Hello Texas, thanks for your prompt response. 

The vet gave us some steroid eye drops for a week but they didn't help. He said that if it's not causing the dog any discomfort and there is no unusual discharge, we should leave it and not worry about it (which is absolutely easier said than done!).


----------



## Pirlo the visla (Sep 23, 2021)

Vizslaowner123 said:


> Hello Texas, thanks for your prompt response.
> 
> The vet gave us some steroid eye drops for a week but they didn't help. He said that if it's not causing the dog any discomfort and there is no unusual discharge, we should leave it and not worry about it (which is absolutely easier said than done!).


----------



## Pirlo the visla (Sep 23, 2021)

Hi Tom 

I was just curious on the outcome of the eye situation. Our 9 month old wire haired vizsla has a very similar problem on his third eyelid . He’s starting some eye drops but our vet thinks it’s Cherry eye but I’m not convinced as feel he’s knocked it on a walk in the woods . Many thanks Sam


----------



## Vizslaowner123 (Mar 21, 2021)

Morning Sam,

Apologies for the delayed response, I didn't get a notification for your message.

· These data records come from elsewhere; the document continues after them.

use std::io;

fn main() {
    if let Err(e) = hupoker_cli::logging::init_logging() {
        eprintln!("WARNING: logging disabled: {}", e);
    }
    let code = hupoker_cli::run(std::env::args(), &mut io::stdout(), &mut io::stderr());
    std::process::exit(code);
}
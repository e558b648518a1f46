//! # Play Command
//!
//! Heads-up play from the terminal: the user is the hero and an AI from
//! [`hupoker_ai`] sits in the other seat. The hand history is printed as
//! the hand unfolds, and the user answers each prompt with an action:
//!
//! - `check`/`k`, `call`/`c`, `fold`/`f`, `all-in`/`a`
//! - `bet [amount]`/`b`, `raise [amount]`/`r` (the amount is the total put
//!   in by the action, used in no-limit only; the minimum is used when it is
//!   left out)
//! - `q`/`quit` ends the session
//!
//! Closing the input in the middle of a hand interrupts the session.

use crate::config::{self, TableOverrides};
use crate::error::CliError;
use crate::io_utils::read_stdin_line;
use crate::ui;
use hupoker_ai::create_ai;
use hupoker_engine::errors::GameError;
use hupoker_engine::game::HuGame;
use hupoker_engine::player::{Action, DecisionContext, Player, Strategy};
use hupoker_engine::round::BettingRound;
use hupoker_engine::rules::min_raise;
use std::cell::Cell;
use std::io::{BufRead, Write};
use std::rc::Rc;

const HERO_NAME: &str = "You";

#[derive(Debug, Clone, Default)]
pub struct PlayArgs {
    /// Opponent AI; the configured opponent when absent.
    pub vs: Option<String>,
    /// Hands to play; the configured maximum when absent.
    pub hands: Option<u32>,
    pub table: TableOverrides,
}

/// One line of user input.
#[derive(Debug, Clone, Copy, PartialEq, Eq)]
enum Command {
    Act(Action, Option<u32>),
    Quit,
}

fn parse_command(input: &str) -> Result<Command, String> {
    let lowered = input.trim().to_ascii_lowercase();
    let parts: Vec<&str> = lowered.split_whitespace().collect();
    let Some(&word) = parts.first() else {
        return Err("Empty input".to_string());
    };
    if parts.len() > 2 {
        return Err(format!("Too many words in '{}'", input.trim()));
    }
    let action = match word {
        "q" | "quit" => return Ok(Command::Quit),
        "k" | "x" => Action::Check,
        "c" => Action::Call,
        "b" => Action::Bet,
        "r" => Action::Raise,
        "f" => Action::Fold,
        "a" | "allin" => Action::AllIn,
        other => other.parse().map_err(|_| {
            format!(
                "Unrecognized action '{}'. Valid actions: check, call, bet [amount], raise [amount], fold, all-in, q",
                other
            )
        })?,
    };
    let amount = match parts.get(1) {
        None => None,
        Some(_) if !matches!(action, Action::Bet | Action::Raise) => {
            return Err(format!("{} takes no amount", action));
        }
        Some(n) => match n.parse::<u32>() {
            Ok(v) if v > 0 => Some(v),
            _ => return Err(format!("Invalid amount '{}'", n)),
        },
    };
    Ok(Command::Act(action, amount))
}

/// The hero's seat. Actions come from the prompt through [`HuGame::step`];
/// the only thing the round asks this strategy for is the size of a
/// no-limit bet, which the prompt leaves in `pending`.
struct ConsolePlayer {
    pending: Rc<Cell<Option<u32>>>,
}

impl Strategy for ConsolePlayer {
    fn name(&self) -> &str {
        "console"
    }

    fn decide(&mut self, _legal: &[Action], _ctx: &DecisionContext) -> Result<Action, GameError> {
        Err(GameError::Strategy(
            "the console player acts through the prompt".to_string(),
        ))
    }

    fn choose_amount(&mut self, minimum: u32, _maximum: u32, _pot: u32) -> Result<u32, GameError> {
        Ok(self.pending.take().unwrap_or(minimum))
    }
}

/// Writes the history lines of the current hand not printed yet.
fn print_new_history(
    round: Option<&BettingRound>,
    printed: &mut usize,
    out: &mut dyn Write,
) -> std::io::Result<()> {
    let Some(round) = round else {
        return Ok(());
    };
    let history = round.hand_history();
    for line in history.lines().skip(*printed) {
        writeln!(out, "{}", line)?;
        *printed += 1;
    }
    Ok(())
}

fn print_prompt(round: &BettingRound, out: &mut dyn Write) -> std::io::Result<()> {
    let hero = round.hero_position();
    let stack = round.player(hero).stack();
    let hole = round.hand(hero).private_cards();
    let legal = round.possible_actions();
    writeln!(
        out,
        "[{}] Board: {}  Hole: {}  Pot: {}  To call: {}  Stack: {}",
        round.street(),
        ui::format_cards(round.community_cards()),
        ui::format_cards(&hole),
        round.pot_size(),
        round.imbalance(),
        stack
    )?;
    if !round.config().limit.is_fixed() {
        let bb = round.config().big_blind;
        if legal.contains(&Action::Bet) {
            writeln!(out, "Bet sizes: {}-{}", bb.min(stack), stack)?;
        }
        if legal.contains(&Action::Raise) {
            let imbalance = round.imbalance();
            writeln!(out, "Raise sizes: {}-{}", min_raise(imbalance, bb, stack), stack)?;
        }
    }
    write!(out, "Enter action ({}/q): ", ui::format_actions(&legal))?;
    out.flush()
}

/// Handle the play command: the user against one AI.
///
/// # Returns
///
/// * `Ok(())` when the hands are played or the user quits
/// * `Err(CliError::Interrupted)` when the input ends mid-hand
/// * `Err(CliError)` for invalid arguments, configuration or I/O failures
pub fn handle_play_command(
    args: &PlayArgs,
    out: &mut dyn Write,
    err: &mut dyn Write,
    stdin: &mut dyn BufRead,
) -> Result<(), CliError> {
    let resolved = config::load_with_sources()?;
    let setup = args.table.resolve(&resolved.config)?;
    let hands = args.hands.unwrap_or(resolved.config.max_hands);
    if hands == 0 {
        ui::write_error(err, "hands must be >= 1")?;
        return Err(CliError::InvalidInput("hands must be >= 1".to_string()));
    }
    let vs = args
        .vs
        .clone()
        .unwrap_or_else(|| resolved.config.opponent.clone());
    let villain_strategy = create_ai(&vs, Some(setup.seed.wrapping_add(2)))?;

    let pending = Rc::new(Cell::new(None));
    let hero = Player::new(
        HERO_NAME,
        setup.starting_stack,
        Box::new(ConsolePlayer {
            pending: Rc::clone(&pending),
        }),
    );
    let villain = Player::new(
        format!("Villain-{}", villain_strategy.name()),
        setup.starting_stack,
        villain_strategy,
    );
    let mut game = HuGame::new(setup.game_config(hands), hero, villain);

    writeln!(
        out,
        "play: vs={} hands={} seed={} limit={} big_blind={} stack={}",
        vs, hands, setup.seed, setup.limit, setup.big_blind, setup.starting_stack
    )?;

    let mut played = 0u32;
    let mut net = 0i64;
    'session: while !game.is_over() {
        let mut transition = game.initial_step()?;
        let mut printed = 0usize;
        writeln!(out)?;
        print_new_history(game.round(), &mut printed, out)?;

        while !transition.hand_over {
            if let Some(round) = game.round() {
                print_prompt(round, out)?;
            }
            let Some(line) = read_stdin_line(stdin) else {
                writeln!(out)?;
                return Err(CliError::Interrupted(format!(
                    "input closed after {} hands",
                    played
                )));
            };
            let (action, amount) = match parse_command(&line) {
                Ok(Command::Quit) => break 'session,
                Ok(Command::Act(action, amount)) => (action, amount),
                Err(msg) => {
                    ui::write_error(err, &msg)?;
                    continue;
                }
            };
            if amount.is_some() && setup.limit.is_fixed() {
                ui::display_warning(err, "amounts are fixed in limit play; ignoring it")?;
            }
            pending.set(amount);
            let result = game.step(action);
            pending.set(None);
            match result {
                Ok(t) => transition = t,
                Err(e @ (GameError::IllegalAction { .. } | GameError::InvalidBetAmount { .. })) => {
                    ui::write_error(err, &e.to_string())?;
                }
                Err(e) => return Err(e.into()),
            }
            print_new_history(game.round(), &mut printed, out)?;
        }

        played += 1;
        net += transition.reward;
        let [mine, theirs] = game.stacks();
        writeln!(
            out,
            "Result: {}  Stacks: {} {} / {} {}",
            ui::signed(transition.reward),
            HERO_NAME,
            mine,
            vs,
            theirs
        )?;
    }

    let [mine, theirs] = game.stacks();
    writeln!(out)?;
    if mine == 0 || theirs == 0 {
        let broke = if mine == 0 { HERO_NAME } else { vs.as_str() };
        writeln!(out, "Game over: {} is broke", broke)?;
    }
    writeln!(out, "Hands played: {}", played)?;
    writeln!(out, "Net: {}", ui::signed(net))?;
    Ok(())
}

#[cfg(test)]
mod tests {
    use super::*;
    use std::io::Cursor;

    fn args(hands: u32) -> PlayArgs {
        PlayArgs {
            vs: Some("fish".to_string()),
            hands: Some(hands),
            table: TableOverrides {
                seed: Some(42),
                big_blind: Some(10),
                stack: Some(100),
                no_limit: false,
            },
        }
    }

    #[test]
    fn parses_commands() {
        assert_eq!(parse_command("q"), Ok(Command::Quit));
        assert_eq!(parse_command(" QUIT "), Ok(Command::Quit));
        assert_eq!(parse_command("k"), Ok(Command::Act(Action::Check, None)));
        assert_eq!(parse_command("call"), Ok(Command::Act(Action::Call, None)));
        assert_eq!(parse_command("all-in"), Ok(Command::Act(Action::AllIn, None)));
        assert_eq!(parse_command("bet 40"), Ok(Command::Act(Action::Bet, Some(40))));
        assert_eq!(parse_command("r 25"), Ok(Command::Act(Action::Raise, Some(25))));
        assert_eq!(parse_command("raise"), Ok(Command::Act(Action::Raise, None)));
    }

    #[test]
    fn rejects_malformed_commands() {
        assert!(parse_command("").is_err());
        assert!(parse_command("dance").unwrap_err().contains("Unrecognized"));
        assert!(parse_command("bet -3").is_err());
        assert!(parse_command("bet 0").is_err());
        assert!(parse_command("call 10").is_err());
        assert!(parse_command("bet 10 20").is_err());
    }

    #[test]
    fn console_player_sizes_from_the_prompt() {
        let pending = Rc::new(Cell::new(Some(30)));
        let mut p = ConsolePlayer {
            pending: Rc::clone(&pending),
        };
        assert_eq!(p.choose_amount(10, 100, 15).unwrap(), 30);
        assert_eq!(pending.get(), None);
        assert_eq!(p.choose_amount(10, 100, 15).unwrap(), 10);
    }

    #[test]
    fn quit_before_acting() {
        let mut out = Vec::new();
        let mut err = Vec::new();
        let mut input = Cursor::new("q\n");
        handle_play_command(&args(3), &mut out, &mut err, &mut input).unwrap();
        let output = String::from_utf8(out).unwrap();
        assert!(output.contains("play: vs=fish hands=3 seed=42"));
        assert!(output.contains("is dealt"));
        assert!(output.contains("Hands played: 0"));
    }

    #[test]
    fn fold_or_check_through_two_hands() {
        let mut out = Vec::new();
        let mut err = Vec::new();
        let mut input = Cursor::new("f\nk\n".repeat(20));
        handle_play_command(&args(2), &mut out, &mut err, &mut input).unwrap();
        let output = String::from_utf8(out).unwrap();
        assert_eq!(output.matches("Result: ").count(), 2);
        assert!(output.contains("Hands played: 2"));
        // stacks always add up to the chips brought to the table
        let last = output.lines().filter(|l| l.starts_with("Result: ")).last().unwrap();
        let (_, stacks) = last.split_once("Stacks:").unwrap();
        let nums: Vec<u32> = stacks
            .split_whitespace()
            .filter_map(|w| w.parse().ok())
            .collect();
        assert_eq!(nums.len(), 2);
        assert_eq!(nums.iter().sum::<u32>(), 200);
    }

    #[test]
    fn bad_input_reprompts() {
        let mut out = Vec::new();
        let mut err = Vec::new();
        let mut input = Cursor::new("dance\nq\n");
        handle_play_command(&args(1), &mut out, &mut err, &mut input).unwrap();
        let errors = String::from_utf8(err).unwrap();
        assert!(errors.contains("Unrecognized action 'dance'"));
        let output = String::from_utf8(out).unwrap();
        assert_eq!(output.matches("Enter action").count(), 2);
    }

    #[test]
    fn closed_input_interrupts() {
        let mut out = Vec::new();
        let mut err = Vec::new();
        let mut input = Cursor::new("");
        let result = handle_play_command(&args(1), &mut out, &mut err, &mut input);
        assert!(matches!(result, Err(CliError::Interrupted(_))));
    }

    #[test]
    fn zero_hands_and_unknown_opponent() {
        let mut out = Vec::new();
        let mut err = Vec::new();
        let mut input = Cursor::new("");
        let result = handle_play_command(&args(0), &mut out, &mut err, &mut input);
        assert!(matches!(result, Err(CliError::InvalidInput(_))));

        let bad = PlayArgs {
            vs: Some("oracle".to_string()),
            ..args(1)
        };
        let result = handle_play_command(&bad, &mut out, &mut err, &mut input);
        assert!(matches!(result, Err(CliError::InvalidInput(_))));
    }
}
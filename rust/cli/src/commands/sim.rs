//! Simulation command handler.
//!
//! Plays two AIs against each other for a fixed number of hands and, when an
//! output path is given, appends every hand to a JSONL history file. A player
//! who busts is restored to the starting stack so the run always reaches the
//! requested hand count.
//!
//! # Examples
//!
//! ```no_run
//! use hupoker_cli::commands::sim::{SimArgs, handle_sim_command};
//! use hupoker_cli::config::TableOverrides;
//! use std::io;
//!
//! let args = SimArgs {
//!     hands: 1000,
//!     ai_a: "random".to_string(),
//!     ai_b: "fish".to_string(),
//!     output: Some("data/sim.jsonl".to_string()),
//!     table: TableOverrides { seed: Some(42), ..Default::default() },
//! };
//! handle_sim_command(&args, &mut io::stdout(), &mut io::stderr()).unwrap();
//! ```

use super::AiMatch;
use crate::config;
use crate::config::TableOverrides;
use crate::error::CliError;
use crate::io_utils::ensure_parent_dir;
use crate::ui;
use hupoker_engine::logger::HandLogger;
use std::io::Write;
use std::path::Path;
use tracing::info;

#[derive(Debug, Clone)]
pub struct SimArgs {
    pub hands: u32,
    pub ai_a: String,
    pub ai_b: String,
    /// JSONL file to write; nothing is written when absent.
    pub output: Option<String>,
    pub table: TableOverrides,
}

pub fn handle_sim_command(
    args: &SimArgs,
    out: &mut dyn Write,
    err: &mut dyn Write,
) -> Result<(), CliError> {
    if args.hands == 0 {
        ui::write_error(err, "hands must be >= 1")?;
        return Err(CliError::InvalidInput("hands must be >= 1".to_string()));
    }
    let resolved = config::load_with_sources()?;
    let setup = args.table.resolve(&resolved.config)?;
    let mut session = AiMatch::new(&args.ai_a, &args.ai_b, &setup, args.hands)?;

    let mut logger = match &args.output {
        Some(p) => {
            let path = Path::new(p);
            ensure_parent_dir(path)?;
            match HandLogger::create(path) {
                Ok(logger) => Some(logger),
                Err(e) => {
                    ui::write_error(err, &format!("Failed to open output file: {}", e))?;
                    return Err(CliError::Io(e));
                }
            }
        }
        None => None,
    };

    writeln!(
        out,
        "sim: {} vs {} hands={} seed={} limit={} big_blind={} stack={}",
        args.ai_a,
        args.ai_b,
        args.hands,
        setup.seed,
        setup.limit,
        setup.big_blind,
        setup.starting_stack
    )?;

    let mut a_total = 0i64;
    for _ in 0..args.hands {
        let mut record = session.play_hand()?;
        a_total += record.hero_reward;
        if let Some(logger) = logger.as_mut() {
            // ids stay unique across rebuys
            record.hand_id = logger.next_id();
            logger.write(&record)?;
        }
    }
    info!(hands = args.hands, a_total, rebuys = session.rebuys, "simulation finished");

    writeln!(out, "Simulated: {} hands", args.hands)?;
    writeln!(out, "A ({}): {}", args.ai_a, ui::signed(a_total))?;
    writeln!(out, "B ({}): {}", args.ai_b, ui::signed(-a_total))?;
    writeln!(out, "Rebuys: {}", session.rebuys)?;
    if let Some(p) = &args.output {
        writeln!(out, "Output: {}", p)?;
    }
    Ok(())
}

We were given steroid eye drops that did nothing. After a further visit to the vet we were advised to monitor the eye - the vet was adamant it wasn't cherry eye.

Four months have passed since I posted the photos on this thread and his eye still looks exactly the same, but it doesn't cause him any discomfort and he doesn't get any abnormal discharge from it.

I intend on getting a second opinion from another vet when we go for his booster vaccinations in a couple of months time. I'll keep you updated.

Tom


----------



## Pirlo the visla (Sep 23, 2021)

Vizslaowner123 said:


> Morning Sam,
> 
> Apologies for the delayed response, I didn't get a notification for your message.
> 
> ...


----------



## Pirlo the visla (Sep 23, 2021)

Thanks for the Reply Tom 

Sounds just like what we have , eye drops not doing anything but lump doesn’t seem to both him . Going back to vet on Friday who thinks it’s Cherry eye but can’t be sure ! I get worried that our vet gets abit carried away and loves a £1500 bit of surgery !


----------



## texasred (Jan 29, 2012)

Pirlo the visla said:


> Thanks for the Reply Tom
> 
> Sounds just like what we have , eye drops not doing anything but lump doesn’t seem to both him . Going back to vet on Friday who thinks it’s Cherry eye but can’t be sure ! I get worried that our vet gets abit carried away and loves a £1500 bit of surgery !


If it is cherry eye, I would have it fixed.
If your vet is not 1000% sure. I would ask for a referral to an eye specialist. You might be spending more money to hear the exact same thing, but you would have confirmation that it is indeed cherry eye. Or possible learn the real issue your pup is having with its eye. Eye specialist have more tools at their disposal, to diagnose these type of problems than a regular vet.


----------



## Pirlo the visla (Sep 23, 2021)

Now booked for the eye specialist at our surgery . Very odd problem as it seems very rare for vizslas to get Cherry eye !


----------



## texasred (Jan 29, 2012)

It can happen in any breed. I’ve seen it in English Pointers. Some breeds are just more prone to the problem.


----------